R/coxphMIC.R

#' Sparse Estimation for a Cox PH model via Approximated Information Criterion
#'
#' @name coxphMIC
#' @aliases coxph.MIC
#' @aliases coxPHMIC
#' @param formula A formula object, with the response on the left of a \code{~} operator, and the terms on the right.
#' The response must be a survival object as returned by the \code{Surv} function.
#' @param data A data.frame in which to interpret the variables named in the \code{formula} argument.
#' @param method.beta0 A method to supply the starting point for beta with choices: \code{"MPLE"} and "\code{ridge}".
#' By default, the maximum partial likelihood estimator (MPLE) is used with "\code{MPLE}". The option "\code{ridge}"
#' asks for a ridge estimator with penalty parameter specified by \code{theta0}. You may supply a set of values for beta0 of
#' your choice. If \code{NULL}, then beta0 is set as 0.
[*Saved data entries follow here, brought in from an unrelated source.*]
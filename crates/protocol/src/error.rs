//! Parse error types
//!
//! Errors raised while turning a raw Graphite line into a [`Record`](crate::Record).
//! They never leave the worker: callers count them and drop the line.

use thiserror::Error;

/// Errors that can occur while parsing a Graphite line
#[derive(Debug, Clone, PartialEq, Eq, Error)]
pub enum ParseError {
    /// Line does not split into exactly `path value time`
    #[error("expected 3 fields, got {0}")]
    FieldCount(usize),

    /// Value field is not a float
    #[error("invalid value: {0:?}")]
    InvalidValue(String),

    /// Time field is neither a u32 nor a finite in-range float
    #[error("invalid timestamp: {0:?}")]
    InvalidTimestamp(String),

    /// Path is empty, or became empty after normalization
    #[error("empty path")]
    EmptyPath,

    /// Path is not valid UTF-8 and normalization is disabled
    #[error("path is not valid utf-8")]
    InvalidUtf8,
}

impl ParseError {
    /// Create an invalid value error from the raw field bytes
    #[inline]
    pub fn invalid_value(raw: &[u8]) -> Self {
        Self::InvalidValue(String::from_utf8_lossy(raw).into_owned())
    }

    /// Create an invalid timestamp error from the raw field bytes
    #[inline]
    pub fn invalid_timestamp(raw: &[u8]) -> Self {
        Self::InvalidTimestamp(String::from_utf8_lossy(raw).into_owned())
    }

    /// Short, stable label used in sampled log lines
    pub fn kind(&self) -> &'static str {
        match self {
            Self::FieldCount(_) => "field_count",
            Self::InvalidValue(_) => "invalid_value",
            Self::InvalidTimestamp(_) => "invalid_timestamp",
            Self::EmptyPath => "empty_path",
            Self::InvalidUtf8 => "invalid_utf8",
        }
    }
}
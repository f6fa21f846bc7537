//! Bounded line reading for stream listeners

use std::io;

use bytes::{Bytes, BytesMut};
use tokio::io::{AsyncBufReadExt, BufReader};

/// Result of reading one line
#[derive(Debug, PartialEq, Eq)]
pub(crate) enum ReadLine {
    /// One line without its `\n`; a trailing `\r` is kept
    Line(Bytes),
    /// Line exceeded the limit and was consumed and discarded
    TooLong,
    /// End of stream
    Eof,
}

/// Read one `\n`-terminated line of at most `max_len` bytes
///
/// Memory stays bounded: bytes past the limit are consumed without being
/// stored. Progress lives in `buf`, so a call dropped mid-line (for example
/// by `select!`) resumes where it stopped on the next call with the same
/// buffer.
///
/// A final line without `\n` is returned at end of stream.
pub(crate) async fn read_bounded_line<R>(
    reader: &mut R,
    buf: &mut BytesMut,
    max_len: usize,
) -> io::Result<ReadLine>
where
    R: AsyncBufReadExt + Unpin,
{
    // Room for the line plus its newline
    let limit = max_len.saturating_add(1);

    loop {
        let available = reader.fill_buf().await?;

        if available.is_empty() {
            if buf.is_empty() {
                return Ok(ReadLine::Eof);
            }
            if buf.len() > max_len {
                buf.clear();
                return Ok(ReadLine::TooLong);
            }
            return Ok(ReadLine::Line(buf.split().freeze()));
        }

        let (take, done) = match available.iter().position(|&b| b == b'\n') {
            Some(pos) => (pos + 1, true),
            None => (available.len(), false),
        };

        let room = limit.saturating_sub(buf.len());
        buf.extend_from_slice(&available[..take.min(room)]);
        reader.consume(take);

        if done {
            return Ok(finish_line(buf));
        }
    }
}

/// Next complete line already sitting in `reader`'s buffer
///
/// Never touches the underlying stream. Continues a partial line held in
/// `buf`; returns `None` once only a fragment without `\n` is left.
pub(crate) fn take_buffered_line<R>(
    reader: &mut BufReader<R>,
    buf: &mut BytesMut,
    max_len: usize,
) -> Option<ReadLine>
where
    R: tokio::io::AsyncRead + Unpin,
{
    let available = reader.buffer();
    let take = available.iter().position(|&b| b == b'\n')? + 1;

    let room = max_len.saturating_add(1).saturating_sub(buf.len());
    buf.extend_from_slice(&available[..take.min(room)]);
    reader.consume(take);

    Some(finish_line(buf))
}

/// Split a `\n`-terminated line off `buf`
fn finish_line(buf: &mut BytesMut) -> ReadLine {
    // An overflowing line was cut before its newline
    if buf.last() != Some(&b'\n') {
        buf.clear();
        return ReadLine::TooLong;
    }
    let mut line = buf.split().freeze();
    line.truncate(line.len() - 1);
    ReadLine::Line(line)
}

/// Peer went away; expected and not worth counting as an error
pub(crate) fn is_connection_reset(e: &io::Error) -> bool {
    matches!(
        e.kind(),
        io::ErrorKind::ConnectionReset | io::ErrorKind::ConnectionAborted | io::ErrorKind::BrokenPipe
    )
}

#[cfg(test)]
mod tests {
    use super::*;

    async fn read_all(input: &[u8], max_len: usize) -> Vec<ReadLine> {
        // Tiny buffer so lines span several fills
        let mut reader = BufReader::with_capacity(3, input);
        let mut buf = BytesMut::new();
        let mut out = Vec::new();
        loop {
            let result = read_bounded_line(&mut reader, &mut buf, max_len).await.unwrap();
            if result == ReadLine::Eof {
                return out;
            }
            out.push(result);
        }
    }

    fn line(s: &'static str) -> ReadLine {
        ReadLine::Line(Bytes::from_static(s.as_bytes()))
    }

    #[tokio::test]
    async fn test_splits_on_newline() {
        let lines = read_all(b"a.b 1 100\nc.d 2 200\n", 64).await;
        assert_eq!(lines, vec![line("a.b 1 100"), line("c.d 2 200")]);
    }

    #[tokio::test]
    async fn test_keeps_carriage_return() {
        let lines = read_all(b"a 1 1\r\n", 64).await;
        assert_eq!(lines, vec![line("a 1 1\r")]);
    }

    #[tokio::test]
    async fn test_final_line_without_newline() {
        let lines = read_all(b"a 1 1\nb 2 2", 64).await;
        assert_eq!(lines, vec![line("a 1 1"), line("b 2 2")]);
    }

    #[tokio::test]
    async fn test_empty_lines_returned_empty() {
        let lines = read_all(b"\n\na 1 1\n", 64).await;
        assert_eq!(lines, vec![line(""), line(""), line("a 1 1")]);
    }

    #[tokio::test]
    async fn test_too_long_line_skipped() {
        let lines = read_all(b"short\nthis-line-is-too-long\nok\n", 8).await;
        assert_eq!(lines, vec![line("short"), ReadLine::TooLong, line("ok")]);
    }

    #[tokio::test]
    async fn test_line_exactly_at_limit() {
        let lines = read_all(b"12345678\n123456789\n", 8).await;
        assert_eq!(lines, vec![line("12345678"), ReadLine::TooLong]);
    }

    #[tokio::test]
    async fn test_too_long_final_line() {
        let lines = read_all(b"ok\n0123456789abcdef", 8).await;
        assert_eq!(lines, vec![line("ok"), ReadLine::TooLong]);
    }

    #[tokio::test]
    async fn test_buffered_lines_taken_without_reading() {
        let input: &[u8] = b"a 1 1\nb 2 2\nc 3";
        let mut reader = BufReader::with_capacity(64, input);
        let mut buf = BytesMut::new();

        // Pull the first line through the socket path, buffering the rest
        let first = read_bounded_line(&mut reader, &mut buf, 64).await.unwrap();
        assert_eq!(first, line("a 1 1"));

        assert_eq!(take_buffered_line(&mut reader, &mut buf, 64), Some(line("b 2 2")));
        // The trailing fragment stays put
        assert_eq!(take_buffered_line(&mut reader, &mut buf, 64), None);
        assert_eq!(reader.buffer(), b"c 3");
    }

    #[tokio::test]
    async fn test_buffered_lines_stop_at_buffer_end() {
        let input: &[u8] = b"a 1 1\nb 2 2\nc 3 3\n";
        // Only "a 1 1\nb 2 " fits in the first fill
        let mut reader = BufReader::with_capacity(10, input);
        let mut buf = BytesMut::new();

        assert_eq!(read_bounded_line(&mut reader, &mut buf, 64).await.unwrap(), line("a 1 1"));
        assert_eq!(take_buffered_line(&mut reader, &mut buf, 64), None);
        assert_eq!(reader.buffer(), b"b 2 ");
    }

    #[tokio::test]
    async fn test_buffered_too_long_line() {
        let input: &[u8] = b"ok\n0123456789\nfine\n";
        let mut reader = BufReader::with_capacity(64, input);
        let mut buf = BytesMut::new();

        assert_eq!(read_bounded_line(&mut reader, &mut buf, 8).await.unwrap(), line("ok"));
        assert_eq!(take_buffered_line(&mut reader, &mut buf, 8), Some(ReadLine::TooLong));
        assert_eq!(take_buffered_line(&mut reader, &mut buf, 8), Some(line("fine")));
        assert_eq!(take_buffered_line(&mut reader, &mut buf, 8), None);
    }

    #[test]
    fn test_connection_reset_kinds() {
        assert!(is_connection_reset(&io::Error::from(io::ErrorKind::ConnectionReset)));
        assert!(is_connection_reset(&io::Error::from(io::ErrorKind::BrokenPipe)));
        assert!(!is_connection_reset(&io::Error::from(io::ErrorKind::InvalidData)));
    }
}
#' @param beta0 User-supplied beta0 value, the starting point for optimization.
#' @param theta0 Specified the penalty parameter for the ridge estimator when \code{method.beta0="ridge"}.
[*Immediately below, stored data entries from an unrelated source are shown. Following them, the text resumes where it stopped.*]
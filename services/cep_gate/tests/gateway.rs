use cep_runtime::testing::StubProvider;
use cep_runtime::Resolver;
use reqwest::Client;
use serde_json::Value;
use std::time::Duration;

fn ms(n: u64) -> Duration {
    Duration::from_millis(n)
}

async fn setup(providers: Vec<StubProvider>, deadline: Duration) -> (String, Client, tokio::task::JoinHandle<()>) {
    let resolver = Resolver::new(providers.into_iter().map(StubProvider::into_arc).collect())
        .with_deadline(deadline);
    let (addr, handle) = cep_gate::test::spawn(resolver).await;
    (format!("http://{addr}"), Client::new(), handle)
}

#[tokio::test]
async fn healthz_is_ok() {
    let (base, http, _h) = setup(vec![], ms(100)).await;
    let health: Value = http.get(format!("{base}/healthz"))
        .send().await.unwrap()
        .json().await.unwrap();
    assert_eq!(health["ok"], true);
}

#[tokio::test]
async fn lookup_returns_fastest_address() {
    let (base, http, _h) = setup(
        vec![StubProvider::found("A", ms(10)), StubProvider::found("B", ms(300))],
        ms(1000),
    ).await;

    let resp = http.get(format!("{base}/v1/cep/01153-000")).send().await.unwrap();
    assert_eq!(resp.status(), 200);
    let body: Value = resp.json().await.unwrap();
    assert_eq!(body["address"]["code"], "01153000");
    assert_eq!(body["address"]["source"], "A");
    assert_eq!(body["address"]["state"], "SP");
    assert!(body["elapsed_ms"].as_u64().unwrap() < 300);
    assert!(body["resolved_at"].as_str().unwrap().contains('T'));
}

#[tokio::test]
async fn malformed_code_is_400_without_lookup() {
    let stub = StubProvider::found("A", ms(10));
    let (base, http, _h) = setup(vec![stub.clone()], ms(1000)).await;

    let resp = http.get(format!("{base}/v1/cep/1234")).send().await.unwrap();
    assert_eq!(resp.status(), 400);
    let body: Value = resp.json().await.unwrap();
    assert_eq!(body["code"], "bad_request");
    assert_eq!(stub.calls(), 0);
}

#[tokio::test]
async fn all_failed_is_502_with_first_provider() {
    let (base, http, _h) = setup(
        vec![
            StubProvider::failing("Second", ms(60), "API error 2"),
            StubProvider::not_found("First", ms(10)),
        ],
        ms(1000),
    ).await;

    let resp = http.get(format!("{base}/v1/cep/00000000")).send().await.unwrap();
    assert_eq!(resp.status(), 502);
    let body: Value = resp.json().await.unwrap();
    assert_eq!(body["code"], "all_providers_failed");
    assert_eq!(body["provider"], "First");
    assert!(body["message"].as_str().unwrap().contains("not found"), "body: {body}");
}

#[tokio::test]
async fn slow_providers_are_504() {
    let (base, http, _h) = setup(
        vec![StubProvider::found("A", ms(2000)), StubProvider::found("B", ms(2000))],
        ms(200),
    ).await;

    let started = std::time::Instant::now();
    let resp = http.get(format!("{base}/v1/cep/01153000")).send().await.unwrap();
    assert_eq!(resp.status(), 504);
    assert!(started.elapsed() < ms(1000));
    let body: Value = resp.json().await.unwrap();
    assert_eq!(body["code"], "timeout");
    assert!(body.get("provider").is_none());
}

#[tokio::test]
async fn long_deadline_times_out_with_json_body() {
    let (base, http, _h) = setup(vec![StubProvider::found("A", ms(4000))], ms(1500)).await;

    let resp = http.get(format!("{base}/v1/cep/01153000")).send().await.unwrap();
    assert_eq!(resp.status(), 504);
    let body: Value = resp.json().await.unwrap();
    assert_eq!(body["code"], "timeout");
}
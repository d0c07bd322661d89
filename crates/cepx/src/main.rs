use clap::Parser;
use colored::Colorize;
use std::process;
use tracing::Level;

mod commands;

/// Exit codes: 0 = resolved, 2 = input/config error, 3 = every provider
/// failed, 4 = deadline exceeded, 1 = other.
const EXIT_OK: i32 = 0;
const EXIT_OTHER: i32 = 1;
const EXIT_INPUT: i32 = 2;
const EXIT_ALL_FAILED: i32 = 3;
const EXIT_TIMEOUT: i32 = 4;

#[derive(Parser)]
#[command(
    name = "cepx",
    version,
    about = "Resolve a postal code (CEP) by racing every lookup service"
)]
struct Cli {
    /// Postal code, e.g. 01153000 or 01153-000
    code: String,

    /// Overall deadline in milliseconds
    #[arg(long, env = "CEP_DEADLINE_MS", value_parser = clap::value_parser!(u64).range(1..))]
    deadline_ms: Option<u64>,

    /// Print the address as JSON
    #[arg(long)]
    json: bool,

    /// Log every lookup to stderr
    #[arg(short, long)]
    verbose: bool,
}

fn exit_code_for(err: &commands::CliError) -> i32 {
    use cep_runtime::ResolveError;
    use commands::CliError;

    match err {
        CliError::Config(_) | CliError::Resolve(ResolveError::InvalidInput(_)) => EXIT_INPUT,
        CliError::Resolve(ResolveError::AllFailed { .. }) => EXIT_ALL_FAILED,
        CliError::Resolve(ResolveError::Timeout { .. }) => EXIT_TIMEOUT,
        CliError::Setup(_) | CliError::Render(_) => EXIT_OTHER,
    }
}

#[tokio::main]
async fn main() {
    let cli = Cli::parse();

    tracing_subscriber::fmt()
        .with_max_level(if cli.verbose { Level::DEBUG } else { Level::WARN })
        .with_target(false)
        .with_writer(std::io::stderr)
        .compact()
        .init();

    let opts = commands::Options {
        deadline_ms: cli.deadline_ms,
        json: cli.json,
    };

    let code = match commands::lookup(&cli.code, &opts).await {
        Ok(()) => EXIT_OK,
        Err(e) => {
            eprintln!("{} {}", "error:".red().bold(), e);
            exit_code_for(&e)
        }
    };
    process::exit(code);
}

#[cfg(test)]
mod tests {
    use super::*;
    use cep_runtime::{Code, ResolveError};
    use commands::CliError;
    use std::time::Duration;

    #[test]
    fn cli_definition_is_valid() {
        use clap::CommandFactory;
        Cli::command().debug_assert();
    }

    #[test]
    fn deadline_falls_back_to_environment() {
        use clap::CommandFactory;
        let cmd = Cli::command();
        let arg = cmd
            .get_arguments()
            .find(|a| a.get_id() == "deadline_ms")
            .unwrap();
        assert_eq!(arg.get_env(), Some(std::ffi::OsStr::new("CEP_DEADLINE_MS")));
    }

    #[test]
    fn code_is_required() {
        assert!(Cli::try_parse_from(["cepx"]).is_err());
    }

    #[test]
    fn zero_deadline_is_rejected() {
        assert!(Cli::try_parse_from(["cepx", "01153000", "--deadline-ms", "0"]).is_err());
    }

    #[test]
    fn flags_parse() {
        let cli = Cli::try_parse_from(["cepx", "01153-000", "--deadline-ms", "500", "--json", "-v"])
            .unwrap();
        assert_eq!(cli.code, "01153-000");
        assert_eq!(cli.deadline_ms, Some(500));
        assert!(cli.json && cli.verbose);
    }

    #[test]
    fn exit_codes_follow_error_kind() {
        assert_eq!(EXIT_OK, 0);
        let distinct = [EXIT_OK, EXIT_OTHER, EXIT_INPUT, EXIT_ALL_FAILED, EXIT_TIMEOUT];
        assert!(distinct.iter().enumerate().all(|(i, c)| !distinct[..i].contains(c)));

        let invalid = CliError::from(Code::parse("123").unwrap_err());
        assert_eq!(exit_code_for(&invalid), EXIT_INPUT);

        let all_failed = CliError::from(ResolveError::AllFailed { first: None });
        assert_eq!(exit_code_for(&all_failed), EXIT_ALL_FAILED);

        let timeout = CliError::from(ResolveError::Timeout {
            deadline: Duration::from_secs(1),
            first: None,
        });
        assert_eq!(exit_code_for(&timeout), EXIT_TIMEOUT);
    }
}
#' @param method Specifies the model selection criterion used. If \code{"AIC"}, the complexity penalty parameter (lambda)
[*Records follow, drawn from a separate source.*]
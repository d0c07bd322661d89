use cep_config::Settings;
use cep_runtime::Resolver;
use metrics_exporter_prometheus::PrometheusBuilder;
use tokio::net::TcpListener;
use tracing::{info, Level};

#[tokio::main]
async fn main() -> anyhow::Result<()> {
    tracing_subscriber::fmt()
        .with_max_level(Level::INFO)
        .with_target(false)
        .compact()
        .init();

    let settings = Settings::load()?;
    if let Some(addr) = settings.metrics_addr {
        PrometheusBuilder::new().with_http_listener(addr).install()?;
        info!("metrics on {addr}");
    }

    let resolver = Resolver::from_settings(&settings)?;
    info!(
        providers = ?resolver.providers(),
        deadline_ms = resolver.deadline().as_millis() as u64,
        "resolver ready"
    );

    let app = cep_gate::app(resolver);
    let listener = TcpListener::bind(settings.gate_addr).await?;
    info!("listening on {}", listener.local_addr()?);
    axum::serve(listener, app).await?;
    Ok(())
}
#' equals 2; if \code{"BIC"}, lambda equals ln(n0), where n0 denotes the number of uncensored events. You may specify
#' the penalty parameter of your choice by setting \code{lambda0}.
#' @param lambda0 User-supplied penalty parameter for model complexity. If \code{method="AIC"} or \code{"BIC"}, the value
#' of \code{lambda0} will be ignored.
#' @param a0 The scale (or sharpness) parameter used in the hyperbolic tangent penalty. By default, \code{a0} is set as
#' n0, where n0 is again the number of uncensored events.
#' @param scale.x Logical value: should the predictors X be normalized? Default to \code{TRUE}.
#' @param maxit.global  Maximum number of iterations allowed for the global optimization algorithm -- \code{SANN}. Default value is 300.
#' @param maxit.local Maximum number of iterations allowed for the local optimizaiton algorithm -- \code{BFGS}. Default value is 100.
#' @param rounding.digits Number of digits after the decimal point for rounding-up estiamtes. Default value is 4.
#' @param zero Tolerance level for convergence. Default is \code{sqrt(.Machine$double.eps)}.
#' @param compute.se.gamma Logical value indicating whether to compute the standard errors for gamma in the
#' reparameterization. Default is \code{TRUE}.
#' @param compute.se.beta Logical value indicating whether to compute the standard errors for nonzero beta estimates.
#' Default is \code{TRUE}. Note that this result is subject to post-selection inference.
#' @param CI.gamma Logical indicator of whether the confidence inverval for \code{gamma} is outputed. Default is \code{TRUE}.
#' @param conf.level Specifies the confidence level for \code{CI.gamma}. Defaulted as 0.95.
#' @param details Logical value: if \code{TRUE}, detailed results will be printed out when running \code{coxphMIC}.
#' @details
#' The main idea of MIC involves approximation of the l0 norm with a continuous or smooth
#' unit dent function. This method bridges the best subset selection and regularization by
#' borrowing strength from both. It mimics the best subset selection using a penalized likelihood
#' approach yet with no need of a tuning parameter.
#'
#' The problem is further reformulated with a reparameterization step by relating \code{beta}
#' to \code{gamma}. There are two benefits of doing so:  first, it reduces the optimization to
#' one unconstrained nonconvex yet smooth programming problem, which can be solved efficiently
#' as in computing the maximum partial likelihood estimator (MPLE); furthermore, the
#' reparameterization tactic yields an additional advantage in terms of circumventing post-selection inference.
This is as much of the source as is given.